___ ENTRIES PROVIDED

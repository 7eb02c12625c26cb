use crate::utils::error::Result;
use chrono::{DateTime, Utc};
use serde::{Deserialize, Serialize};
use std::collections::HashMap;
use std::path::Path;
use std::time::Duration;

/// A registry project name, as the registry spells it.
pub type PackageName = String;

/// A contiguous slice of the input owned by one worker.
pub type Batch = Vec<PackageName>;

/// Latest version reported by the registry for one package.
#[derive(Debug, Clone, PartialEq, Eq, Serialize, Deserialize)]
pub struct ResolvedPackage {
    pub name: PackageName,
    pub version: String,
}

impl ResolvedPackage {
    pub fn new(name: impl Into<String>, version: impl Into<String>) -> Self {
        Self {
            name: name.into(),
            version: version.into(),
        }
    }
}

const BUILTIN_BROKEN_MODULES: &str = include_str!("../../configs/broken-modules.toml");

#[derive(Debug, Default, Deserialize)]
struct BrokenModulesFile {
    #[serde(default)]
    broken: HashMap<String, String>,
}

/// Known-broken packages and why. Read-only once the pipeline starts.
#[derive(Debug, Clone, Default, PartialEq, Eq)]
pub struct BrokenModules {
    entries: HashMap<PackageName, String>,
}

impl BrokenModules {
    pub fn new(entries: HashMap<PackageName, String>) -> Self {
        Self { entries }
    }

    /// The curated table shipped with the binary.
    pub fn builtin() -> Result<Self> {
        Self::from_toml_str(BUILTIN_BROKEN_MODULES)
    }

    /// 解析 `[broken]` 表
    pub fn from_toml_str(content: &str) -> Result<Self> {
        let file: BrokenModulesFile = toml::from_str(content)?;
        Ok(Self::new(file.broken))
    }

    pub fn from_file<P: AsRef<Path>>(path: P) -> Result<Self> {
        let content = std::fs::read_to_string(path)?;
        Self::from_toml_str(&content)
    }

    /// Entries from `other` win on conflict.
    pub fn merged_with(mut self, other: BrokenModules) -> Self {
        self.entries.extend(other.entries);
        self
    }

    pub fn reason(&self, name: &str) -> Option<&str> {
        self.entries.get(name).map(String::as_str)
    }

    pub fn contains(&self, name: &str) -> bool {
        self.entries.contains_key(name)
    }

    pub fn len(&self) -> usize {
        self.entries.len()
    }

    pub fn is_empty(&self) -> bool {
        self.entries.is_empty()
    }
}

impl FromIterator<(String, String)> for BrokenModules {
    fn from_iter<I: IntoIterator<Item = (String, String)>>(iter: I) -> Self {
        Self::new(iter.into_iter().collect())
    }
}

/// Counters a fetch worker returns when its batch is exhausted.
#[derive(Debug, Clone, Default, PartialEq, Eq)]
pub struct WorkerReport {
    pub worker: usize,
    pub processed: usize,
    pub accepted: usize,
    pub skipped: usize,
}

/// Counters the writer returns after its final flush.
#[derive(Debug, Clone, Default, PartialEq, Eq)]
pub struct WriterReport {
    pub written: usize,
    pub annotated: usize,
}

#[derive(Debug, Clone, Serialize)]
pub struct RunSummary {
    pub total: usize,
    pub accepted: usize,
    pub skipped: usize,
    pub written: usize,
    pub annotated: usize,
    pub workers: usize,
    pub output: String,
    pub started_at: DateTime<Utc>,
    pub elapsed: Duration,
}
use crate::adapters::dedup_names;
use crate::domain::model::PackageName;
use crate::domain::ports::InputProvider;
use crate::utils::error::Result;
use async_trait::async_trait;
use std::path::PathBuf;

/// Names read from a local file, one per line. Blank lines and `#` comments
/// are ignored; file order is kept.
pub struct NamesFileProvider {
    path: PathBuf,
}

impl NamesFileProvider {
    pub fn new(path: impl Into<PathBuf>) -> Self {
        Self { path: path.into() }
    }

    pub fn parse(content: &str) -> Vec<PackageName> {
        let names = content
            .lines()
            .map(|line| line.split('#').next().unwrap_or("").trim())
            .filter(|line| !line.is_empty())
            .map(str::to_string)
            .collect();
        dedup_names(names)
    }
}

#[async_trait]
impl InputProvider for NamesFileProvider {
    async fn fetch_ranked_names(&self, _limit: usize) -> Result<Vec<PackageName>> {
        tracing::info!("📥 Reading package names from {}", self.path.display());
        let content = tokio::fs::read_to_string(&self.path).await?;
        Ok(Self::parse(&content))
    }

    fn describe(&self) -> String {
        format!("names file {}", self.path.display())
    }
}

______

_WORK REQUIRED_
From the records above, how many lines include the word "registry"? Only the number is wanted.

_THE COMPLETED TASK_
2